2004-01-30 Thread gabriel
On January 30, 2004 04:15 pm, Peter Wu wrote:
>
> If I write a shell script and attach to an email sent to you, then you
> save the attached shell script and run it when you happen to have the
> roott privilege?
>
> IIRC, any binary files can be attached to an email. Correct me if I am
> wrong.

you're not wrong, but your logic is.  yes, you can attach any filetype to an 
email, even a small bash script with the following contents:

  #!/bin/bash
  rm -rf ~/

the question is whether or not a user can accidentally break their computer 
with this.  see, if i send you the above, it'll come to you as an 
*non-executable* attachment.  it doesn't matter if it's executable on my box, 
when i send it to you, you'll have to save it locally and when you do, it's 
got 0644 permissions (unless you're doing something funky with your umask).  
you'd have to chmod u+x the file and run it to do any damage.

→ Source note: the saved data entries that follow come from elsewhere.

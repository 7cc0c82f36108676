use crate::{
    error::{Error, Result},
    lexicon::{self, Category, Punctuation, ESCAPE, STRING_QUOTE},
    screener::Screener,
    source::CharSource,
    token::{Token, TokenKind},
};
use std::{
    fs::File,
    io::{BufRead, BufReader},
    iter::FusedIterator,
    mem,
    path::Path,
};

/// Pulls RPAL tokens out of a reader one at a time.
///
/// Whitespace and comments come out as ordinary tokens; see
/// [`Scanner::screened`] for a stream without them. After the first error
/// the scanner yields nothing more.
pub struct Scanner<R> {
    src: CharSource<R>,
    lexeme_buffer: String,
    finished: bool,
}

impl Scanner<BufReader<File>> {
    pub fn open<P: AsRef<Path>>(path: P) -> Result<Self> {
        let path = path.as_ref();
        let file = File::open(path)
            .map_err(|e| Error::io(1, e, format!("Could not open {}.", path.display())))?;
        tracing::debug!(path = %path.display(), "opened source");
        Ok(Scanner::new(BufReader::new(file)))
    }
}

impl<R: BufRead> Iterator for Scanner<R> {
    type Item = Result<Token>;

    fn next(&mut self) -> Option<Result<Token>> {
        self.next_token().transpose()
    }
}

impl<R: BufRead> FusedIterator for Scanner<R> {}

impl<R: BufRead> Scanner<R> {
    pub fn new(reader: R) -> Self {
        Self {
            src: CharSource::new(reader),
            lexeme_buffer: String::new(),
            finished: false,
        }
    }

    /// Returns the next token, or `None` once the input is used up.
    pub fn next_token(&mut self) -> Result<Option<Token>> {
        if self.finished {
            return Ok(None);
        }

        let scanned = self.scan_token();
        match &scanned {
            Ok(Some(token)) => tracing::trace!(kind = %token.kind(), line = token.line(), "scanned token"),
            Ok(None) => {
                debug_assert!(self.src.is_exhausted());
                self.finished = true;
            },
            Err(e) => {
                tracing::warn!(line = e.line(), error = %e, "scanning stopped");
                self.finished = true;
            },
        }
        scanned
    }

    pub fn scan_tokens(self) -> Result<Vec<Token>> {
        self.collect()
    }

    /// Wraps the scanner in a [`Screener`], which drops whitespace and
    /// comments.
    pub fn screened(self) -> Screener<R> {
        Screener::new(self)
    }

    fn scan_token(&mut self) -> Result<Option<Token>> {
        let line = self.src.line();
        let first = match self.src.next_char()? {
            Some(c) => c,
            None => return Ok(None),
        };

        self.lexeme_buffer.clear();
        self.lexeme_buffer.push(first);

        let kind = match lexicon::classify(first) {
            Some(Category::Identifier) => self.extract_identifier()?,
            Some(Category::Integer) => self.extract_integer()?,
            Some(Category::Operator) => self.extract_operator(first)?,
            Some(Category::String) => self.extract_string(line)?,
            Some(Category::Whitespace) => self.extract_whitespace()?,
            Some(Category::Punctuation(p)) => punctuation_kind(p),
            None => return Err(Error::unexpected_character(line, first)),
        };

        let value = mem::take(&mut self.lexeme_buffer);
        Ok(Some(Token::new(kind, value, line)))
    }

    fn extract_identifier(&mut self) -> Result<TokenKind> {
        self.advance_while(lexicon::is_identifier_continuation)?;

        if lexicon::is_reserved(&self.lexeme_buffer) {
            Ok(TokenKind::Reserved)
        } else {
            Ok(TokenKind::Identifier)
        }
    }

    fn extract_integer(&mut self) -> Result<TokenKind> {
        self.advance_while(lexicon::is_digit)?;
        Ok(TokenKind::Integer)
    }

    fn extract_operator(&mut self, first: char) -> Result<TokenKind> {
        if first == '/' {
            match self.src.next_char()? {
                Some('/') => {
                    self.lexeme_buffer.push('/');
                    return self.extract_comment();
                },
                Some(c) => self.src.push_back(c),
                None => return Ok(TokenKind::Operator),
            }
        }

        self.advance_while(lexicon::is_operator_symbol)?;
        Ok(TokenKind::Operator)
    }

    // The newline that ends a comment is swallowed: it is in neither this
    // token nor the next one.
    fn extract_comment(&mut self) -> Result<TokenKind> {
        loop {
            match self.src.next_char()? {
                None | Some('\n') => return Ok(TokenKind::Comment),
                Some(c) if lexicon::is_comment_body(c) => self.lexeme_buffer.push(c),
                Some(c) => return Err(Error::unexpected_character(self.src.line(), c)),
            }
        }
    }

    fn extract_string(&mut self, start_line: usize) -> Result<TokenKind> {
        // the opening quote is not part of the value
        self.lexeme_buffer.clear();

        loop {
            match self.src.next_char()? {
                None => return Err(Error::unterminated_string(start_line)),
                Some(STRING_QUOTE) => return Ok(TokenKind::String),
                Some(ESCAPE) => {
                    self.lexeme_buffer.push(ESCAPE);
                    match self.src.next_char()? {
                        None => return Err(Error::unterminated_string(start_line)),
                        Some(c) if c == STRING_QUOTE || lexicon::is_string_body(c) => {
                            self.lexeme_buffer.push(c)
                        },
                        Some(c) => return Err(Error::unexpected_character(self.src.line(), c)),
                    }
                },
                Some(c) if lexicon::is_string_body(c) => self.lexeme_buffer.push(c),
                Some(c) => return Err(Error::unexpected_character(self.src.line(), c)),
            }
        }
    }

    fn extract_whitespace(&mut self) -> Result<TokenKind> {
        self.advance_while(lexicon::is_space)?;
        Ok(TokenKind::Whitespace)
    }

    fn advance_while(&mut self, accept: impl Fn(char) -> bool) -> Result<()> {
        while let Some(c) = self.src.next_char()? {
            if accept(c) {
                self.lexeme_buffer.push(c);
            } else {
                self.src.push_back(c);
                break;
            }
        }
        Ok(())
    }
}

fn punctuation_kind(p: Punctuation) -> TokenKind {
    match p {
        Punctuation::LeftParen => TokenKind::LeftParen,
        Punctuation::RightParen => TokenKind::RightParen,
        Punctuation::Semicolon => TokenKind::Semicolon,
        Punctuation::Comma => TokenKind::Comma,
    }
}
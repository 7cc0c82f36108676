use std::io::{self, BufRead};

use crate::error::{Error, Result};

/// A character cursor over a UTF-8 reader with one character of pushback.
///
/// The reader is dropped as soon as it reports end of input, and otherwise
/// when the source itself is dropped.
pub struct CharSource<R> {
    reader: Option<R>,
    pending: Option<char>,
    line: usize,
}

impl<R: BufRead> CharSource<R> {
    pub fn new(reader: R) -> Self {
        Self {
            reader: Some(reader),
            pending: None,
            line: 1,
        }
    }

    /// The line the next unread character sits on.
    pub fn line(&self) -> usize {
        self.line
    }

    pub fn next_char(&mut self) -> Result<Option<char>> {
        let next = match self.pending.take() {
            Some(c) => Some(c),
            None => self.read_char()?,
        };
        if next == Some('\n') {
            self.line += 1;
        }
        Ok(next)
    }

    /// Hands `c` back so the next call to `next_char` returns it again.
    pub fn push_back(&mut self, c: char) {
        debug_assert!(self.pending.is_none(), "only one character of pushback");
        if c == '\n' {
            self.line -= 1;
        }
        self.pending = Some(c);
    }

    pub(crate) fn is_exhausted(&self) -> bool {
        self.pending.is_none() && self.reader.is_none()
    }

    fn read_char(&mut self) -> Result<Option<char>> {
        let line = self.line;
        let reader = match self.reader.as_mut() {
            Some(reader) => reader,
            None => return Ok(None),
        };
        match decode_char(reader) {
            Ok(Some(c)) => Ok(Some(c)),
            Ok(None) => {
                tracing::debug!(line, "reached end of source");
                self.reader = None;
                Ok(None)
            },
            Err(e) => {
                self.reader = None;
                Err(Error::io(line, e, "Could not read source."))
            },
        }
    }
}

fn decode_char<R: BufRead>(reader: &mut R) -> io::Result<Option<char>> {
    let lead = match read_byte(reader)? {
        Some(b) => b,
        None => return Ok(None),
    };
    let width = utf8_width(lead).ok_or_else(|| invalid_utf8(format!("invalid leading byte {:#04x}", lead)))?;

    let mut bytes = [lead, 0, 0, 0];
    for slot in bytes.iter_mut().take(width).skip(1) {
        *slot = read_byte(reader)?.ok_or_else(|| invalid_utf8("truncated character at end of input"))?;
    }

    let decoded = std::str::from_utf8(&bytes[..width]).map_err(|e| invalid_utf8(e.to_string()))?;
    Ok(decoded.chars().next())
}

fn read_byte<R: BufRead>(reader: &mut R) -> io::Result<Option<u8>> {
    loop {
        let byte = match reader.fill_buf() {
            Ok(buf) => buf.first().copied(),
            Err(e) if e.kind() == io::ErrorKind::Interrupted => continue,
            Err(e) => return Err(e),
        };
        if byte.is_some() {
            reader.consume(1);
        }
        return Ok(byte);
    }
}

fn utf8_width(lead: u8) -> Option<usize> {
    match lead {
        0x00..=0x7F => Some(1),
        0xC2..=0xDF => Some(2),
        0xE0..=0xEF => Some(3),
        0xF0..=0xF4 => Some(4),
        _ => None,
    }
}

fn invalid_utf8<S: Into<String>>(message: S) -> io::Error {
    io::Error::new(io::ErrorKind::InvalidData, message.into())
}

#[cfg(test)]
mod tests {
    use super::*;
    use crate::error::ErrorKind;

    fn drain<R: BufRead>(src: &mut CharSource<R>) -> Result<String> {
        let mut out = String::new();
        while let Some(c) = src.next_char()? {
            out.push(c);
        }
        Ok(out)
    }

    #[test]
    fn yields_characters_in_order() -> Result<()> {
        let mut src = CharSource::new("let x".as_bytes());
        assert_eq!("let x", drain(&mut src)?);
        assert_eq!(None, src.next_char()?);
        assert!(src.is_exhausted());
        Ok(())
    }

    #[test]
    fn pushed_back_character_comes_out_next() -> Result<()> {
        let mut src = CharSource::new("ab".as_bytes());
        assert_eq!(Some('a'), src.next_char()?);
        src.push_back('a');
        assert!(!src.is_exhausted());
        assert_eq!(Some('a'), src.next_char()?);
        assert_eq!(Some('b'), src.next_char()?);
        assert_eq!(None, src.next_char()?);
        Ok(())
    }

    #[test]
    fn pushback_survives_end_of_input() -> Result<()> {
        let mut src = CharSource::new("a".as_bytes());
        assert_eq!(Some('a'), src.next_char()?);
        assert_eq!(None, src.next_char()?);
        src.push_back('a');
        assert_eq!(Some('a'), src.next_char()?);
        assert_eq!(None, src.next_char()?);
        Ok(())
    }

    #[test]
    fn line_counts_newlines_consumed() -> Result<()> {
        let mut src = CharSource::new("a\nb\n".as_bytes());
        assert_eq!(1, src.line());
        src.next_char()?;
        assert_eq!(1, src.line());
        assert_eq!(Some('\n'), src.next_char()?);
        assert_eq!(2, src.line());
        src.push_back('\n');
        assert_eq!(1, src.line());
        src.next_char()?;
        src.next_char()?;
        src.next_char()?;
        assert_eq!(3, src.line());
        Ok(())
    }

    #[test]
    fn decodes_multibyte_characters() -> Result<()> {
        let mut src = CharSource::new("é€𝄞".as_bytes());
        assert_eq!("é€𝄞", drain(&mut src)?);
        Ok(())
    }

    #[test]
    fn invalid_utf8_is_an_io_error() {
        let bytes: &[u8] = &[b'a', 0xFF];
        let mut src = CharSource::new(bytes);
        assert!(matches!(src.next_char(), Ok(Some('a'))));
        let err = src.next_char().unwrap_err();
        assert!(matches!(err.kind(), ErrorKind::Io(_)));
        assert_eq!(1, err.line());
    }

    #[test]
    fn truncated_character_is_an_io_error() {
        let bytes: &[u8] = &[0xE2, 0x82];
        let mut src = CharSource::new(bytes);
        assert!(src.next_char().unwrap_err().is_io_error());
    }

    struct FailingReader;

    impl io::Read for FailingReader {
        fn read(&mut self, _buf: &mut [u8]) -> io::Result<usize> {
            Err(io::Error::new(io::ErrorKind::Other, "disk on fire"))
        }
    }

    #[test]
    fn reader_failure_is_not_end_of_input() {
        let mut src = CharSource::new(io::BufReader::new(FailingReader));
        let err = src.next_char().unwrap_err();
        assert!(err.is_io_error());
        assert!(src.is_exhausted());
        assert!(matches!(src.next_char(), Ok(None)));
    }
}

the exception of course is a tarball.  you can extract stuff from a tarball 
and it'll retain it's permissions, but that still requires the enduser to be 
an idiot and unpack then manually run the script.  that's no different from 
telling them to run the above commands manually.

in the end it's in the lap of the end user anyway.  i'll say it now: if you're 
running your desktop as root, you're asking for it.  why use a multi-user o/s 
that protects you from windows-esque problems if you're going to circumvent 
them anyway?

-- 
giving it up would mean...  it would mean that all along they'd been wrong. it 
would mean that they'd never known how to rule the world. it would mean... 
relinquishing their pretensions to godhood.
  - Daniel Quinn's "ishmael"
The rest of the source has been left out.